The French far-right party Front National, led by the Archie Bunker of Brittany, Jean-Marie Le Pen, suffered a humiliating electoral defeat during the Sunday's of legislative elections. From the (UK) Telegraph :
The days of Jean-Marie Le Pen as a force in French politics appeared to be over yesterday after his far-Right party received its worst drubbing in 25 years in the first round of legislative elections on Sunday.
Jean-Marie Le Pen, who has been a major political figure in France, has seen his support eroded by Nicolas Sarkozy. The National Front won just 4.3 per cent of the vote, down from 10.44 per cent in 2002.
In France, political parties are (naturally) funded by the state, provided they maintain a measure of popular support. So Sunday's elections were especially bad news for extremists on both ends of the political spectrum:
The party is also facing financial ruin, as its poor parliamentary score means the annual £3.1 million state funding it has received over the past five years will be cut by two thirds. The Communist Party is also facing financial difficulties, and is expected to drop from 21 parliamentary seats to between six and 12.
But as is often the case in Europe, these extremes are not, in fact, too far apart. As the Telegraph mentions, an internal struggle is taking place for the soul of the party, with Le Pen's daughter Marine attempting to reestablish Front National as a promoter of "'Left-wing' national popularism." This is an increasingly common position amongst Europe's radical-right parties. The "post-fascist" (read: neo-Nazi) NPD in Germany routinely rails against globalization, American imperialism and supports a robust welfare state (with racist exceptions, naturally). It is, therefore, hardly surprising that the party has attracted former Baader-Meinhof adherents Klaus Rainer Röhl (ex-husband of terrorist Ulrike Meinhof) and Horst Mahler. Germany's far-right newspaper Junge Freiheit hawks books by Noam Chomsky and Naomi Klein and t-shirts bearing the slogan "revolutionary, socialist, activist."

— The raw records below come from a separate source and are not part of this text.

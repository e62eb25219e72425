//! Testing utilities for rofi-search
//!
//! Fixtures shared by the unit tests: a fake `$PATH` lookup and a helper
//! writing configuration files into a temporary directory.
//!
//! Only available when compiled with `cfg(test)`.

use std::collections::HashSet;
use std::fs;
use std::path::{Path, PathBuf};

/// Install check answering yes only for the given executables
///
/// # Examples
/// ```ignore
/// let installed = installed_only(&["firefox"]);
/// assert!(installed.is_installed("firefox"));
/// assert!(!installed.is_installed("chromium"));
/// ```
#[must_use]
pub fn installed_only(executables: &[&str]) -> impl Fn(&str) -> bool + use<> {
    let executables: HashSet<String> = executables.iter().map(|e| (*e).to_string()).collect();
    move |executable: &str| executables.contains(executable)
}

/// Write a configuration file named `name` into `dir`
///
/// # Panics
/// Panics if the file cannot be written.
pub fn write_config(dir: &Path, name: &str, content: &str) -> PathBuf {
    let path = dir.join(name);
    fs::write(&path, content).expect("Failed to write test configuration");
    path
}
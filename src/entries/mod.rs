//! Browsers, search engines and the registries holding them
//!
//! An entry is anything the user can pick from a menu: it has a display
//! name, a utility (an executable for browsers, a URL for search engines)
//! and a list of aliases shown next to the name to help fuzzy matching.

mod browser;
mod catalog;
mod registry;
mod search_engine;

pub use browser::Browser;
pub use catalog::{Catalog, DEFAULT_BROWSER, DEFAULT_SEARCH_ENGINE};
pub use registry::{Id, Registry};
pub use search_engine::{DEFAULT_SEARCH_FIELD, SearchEngine};

/// Id of a registered browser
pub type BrowserId = Id<Browser>;

/// Id of a registered search engine
pub type EngineId = Id<SearchEngine>;

/// Shared shape of browsers and search engines
pub trait Entry {
    /// Display name, also the registry key
    fn name(&self) -> &str;

    /// Executable name or URL
    fn utility(&self) -> &str;

    /// Aliases, utility and lower-cased name first
    fn aliases(&self) -> &[String];

    /// Render the entry as a markup row for the menu
    ///
    /// The aliases are dimmed with `aliases_color` using Pango markup, which
    /// the menu interprets when started with `-markup-rows`.
    fn menu_line(&self, aliases_color: &str) -> String {
        format!(
            "{} <span color=\"{}\">{}</span>",
            escape_markup(self.name()),
            aliases_color,
            escape_markup(&self.aliases().join(" "))
        )
    }
}

/// Build the alias list of an entry
///
/// Leading aliases are added in the order given, each only if not already
/// present, so `leading = [utility, lower_name]` yields
/// `[utility, lower_name, extra...]`.
fn with_leading_aliases(mut aliases: Vec<String>, leading: &[&str]) -> Vec<String> {
    for alias in leading.iter().rev() {
        if !aliases.iter().any(|a| a == alias) {
            aliases.insert(0, (*alias).to_string());
        }
    }
    aliases
}

fn escape_markup(text: &str) -> String {
    text.replace('&', "&amp;")
        .replace('<', "&lt;")
        .replace('>', "&gt;")
}
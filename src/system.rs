//! Lookups into the surrounding system
//!
//! Everything the launcher asks the machine about goes through this module:
//! environment variables, whether an executable is on `$PATH`, and the
//! table of locales. Each lookup sits behind a small trait so the
//! configuration and menu logic can be exercised without touching the host.

use std::collections::BTreeSet;
use std::env;
use std::fs;
use std::path::{Path, PathBuf};

/// Language used when neither the configuration nor `$LANG` gives one
pub const DEFAULT_LANGUAGE: &str = "en";

const SUPPORTED_LOCALES_FILE: &str = "/usr/share/i18n/SUPPORTED";
const LOCALES_DIR: &str = "/usr/share/i18n/locales";

/// ISO 639-1 codes used when the system has no locale table
const ISO_639_1: &[&str] = &[
    "af", "am", "ar", "az", "be", "bg", "bn", "bs", "ca", "cs", "cy", "da", "de", "el", "en",
    "eo", "es", "et", "eu", "fa", "fi", "fr", "ga", "gl", "gu", "he", "hi", "hr", "hu", "hy",
    "id", "is", "it", "ja", "ka", "kk", "km", "kn", "ko", "ky", "lo", "lt", "lv", "mk", "ml",
    "mn", "mr", "ms", "mt", "my", "nb", "ne", "nl", "nn", "no", "pa", "pl", "pt", "ro", "ru",
    "si", "sk", "sl", "sq", "sr", "sv", "sw", "ta", "te", "th", "tl", "tr", "uk", "ur", "uz",
    "vi", "zh", "zu",
];

/// Environment variables the launcher reacts to
#[derive(Debug, Clone, Default, PartialEq, Eq)]
pub struct Environment {
    /// `$BROWSER`, the user's default browser name
    pub browser: Option<String>,
    /// `$LANG`, the system locale
    pub lang: Option<String>,
    /// `$XDG_SESSION_TYPE`
    pub session_type: Option<String>,
}

impl Environment {
    /// Read the variables from the current process environment
    #[must_use]
    pub fn capture() -> Self {
        Self {
            browser: env::var("BROWSER").ok().filter(|v| !v.is_empty()),
            lang: env::var("LANG").ok().filter(|v| !v.is_empty()),
            session_type: env::var("XDG_SESSION_TYPE").ok().filter(|v| !v.is_empty()),
        }
    }

    /// Whether the graphical session runs on Wayland
    #[must_use]
    pub fn is_wayland(&self) -> bool {
        self.session_type.as_deref() == Some("wayland")
    }

    /// Two-letter language derived from `$LANG`
    ///
    /// The `C` and `POSIX` locales, and an unset `$LANG`, fall back to
    /// [`DEFAULT_LANGUAGE`].
    #[must_use]
    pub fn system_language(&self) -> String {
        self.lang
            .as_deref()
            .and_then(language_code)
            .unwrap_or_else(|| DEFAULT_LANGUAGE.to_string())
    }
}

/// Language part of a locale name such as `fr_FR.UTF-8`
///
/// Only names of the `ll`, `ll_CC`, `ll.charset` or `ll@modifier` shape
/// have one.
///
/// ```
/// use rofi_search::system::language_code;
///
/// assert_eq!(language_code("fr_FR.UTF-8").as_deref(), Some("fr"));
/// assert_eq!(language_code("C.UTF-8"), None);
/// assert_eq!(language_code("POSIX"), None);
/// ```
#[must_use]
pub fn language_code(locale: &str) -> Option<String> {
    let locale = locale.trim();
    let code = locale.get(..2)?;
    if !code.chars().all(|c| c.is_ascii_alphabetic()) {
        return None;
    }
    match locale[2..].chars().next() {
        None | Some('_' | '.' | '@') => Some(code.to_ascii_lowercase()),
        Some(_) => None,
    }
}

/// Answers whether a browser executable can be started
pub trait InstallCheck {
    fn is_installed(&self, executable: &str) -> bool;
}

impl<F> InstallCheck for F
where
    F: Fn(&str) -> bool,
{
    fn is_installed(&self, executable: &str) -> bool {
        self(executable)
    }
}

/// Looks executables up on `$PATH`
#[derive(Debug, Clone, Copy, Default)]
pub struct PathLookup;

impl InstallCheck for PathLookup {
    fn is_installed(&self, executable: &str) -> bool {
        which::which(executable).is_ok()
    }
}

/// Source of locale names
pub trait LocaleSource {
    /// Locale names such as `de_DE.UTF-8`
    fn locales(&self) -> Vec<String>;
}

/// Reads the locale table shipped with glibc
#[derive(Debug, Clone)]
pub struct SystemLocales {
    supported: PathBuf,
    locales_dir: PathBuf,
}

impl SystemLocales {
    #[must_use]
    pub fn new() -> Self {
        Self {
            supported: PathBuf::from(SUPPORTED_LOCALES_FILE),
            locales_dir: PathBuf::from(LOCALES_DIR),
        }
    }

    /// Read from another `SUPPORTED` file and locales directory
    #[must_use]
    pub fn at(supported: impl AsRef<Path>, locales_dir: impl AsRef<Path>) -> Self {
        Self {
            supported: supported.as_ref().to_path_buf(),
            locales_dir: locales_dir.as_ref().to_path_buf(),
        }
    }
}

impl Default for SystemLocales {
    fn default() -> Self {
        Self::new()
    }
}

impl LocaleSource for SystemLocales {
    fn locales(&self) -> Vec<String> {
        let mut locales: Vec<String> = fs::read_to_string(&self.supported)
            .map(|content| {
                content
                    .lines()
                    .filter_map(|line| line.split_whitespace().next())
                    .map(str::to_string)
                    .collect()
            })
            .unwrap_or_default();

        if let Ok(entries) = fs::read_dir(&self.locales_dir) {
            locales.extend(
                entries
                    .filter_map(Result::ok)
                    .map(|entry| entry.file_name().to_string_lossy().into_owned()),
            );
        }

        if locales.is_empty() {
            tracing::debug!("no system locale table found, using built-in language list");
            return ISO_639_1.iter().map(|code| (*code).to_string()).collect();
        }
        locales
    }
}

/// Distinct two-letter languages offered by `source`, without `current`
///
/// The result is sorted.
#[must_use]
pub fn language_candidates(source: &dyn LocaleSource, current: &str) -> Vec<String> {
    let languages: BTreeSet<String> = source
        .locales()
        .iter()
        .filter_map(|locale| language_code(locale))
        .filter(|code| code != current)
        .collect();
    languages.into_iter().collect()
}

The same is true for Sweden's extremist parties, who agressively support the "Swedish model." The current top story on the website of the far-right Sweden Democrats website demands, bizarrely, "less multiculturalism, more care for the elderly and less crime!" And so on.
In 2005, Michael Young discussed Le Pen's persistent legal troubles and "France's misguided effort to legislate values."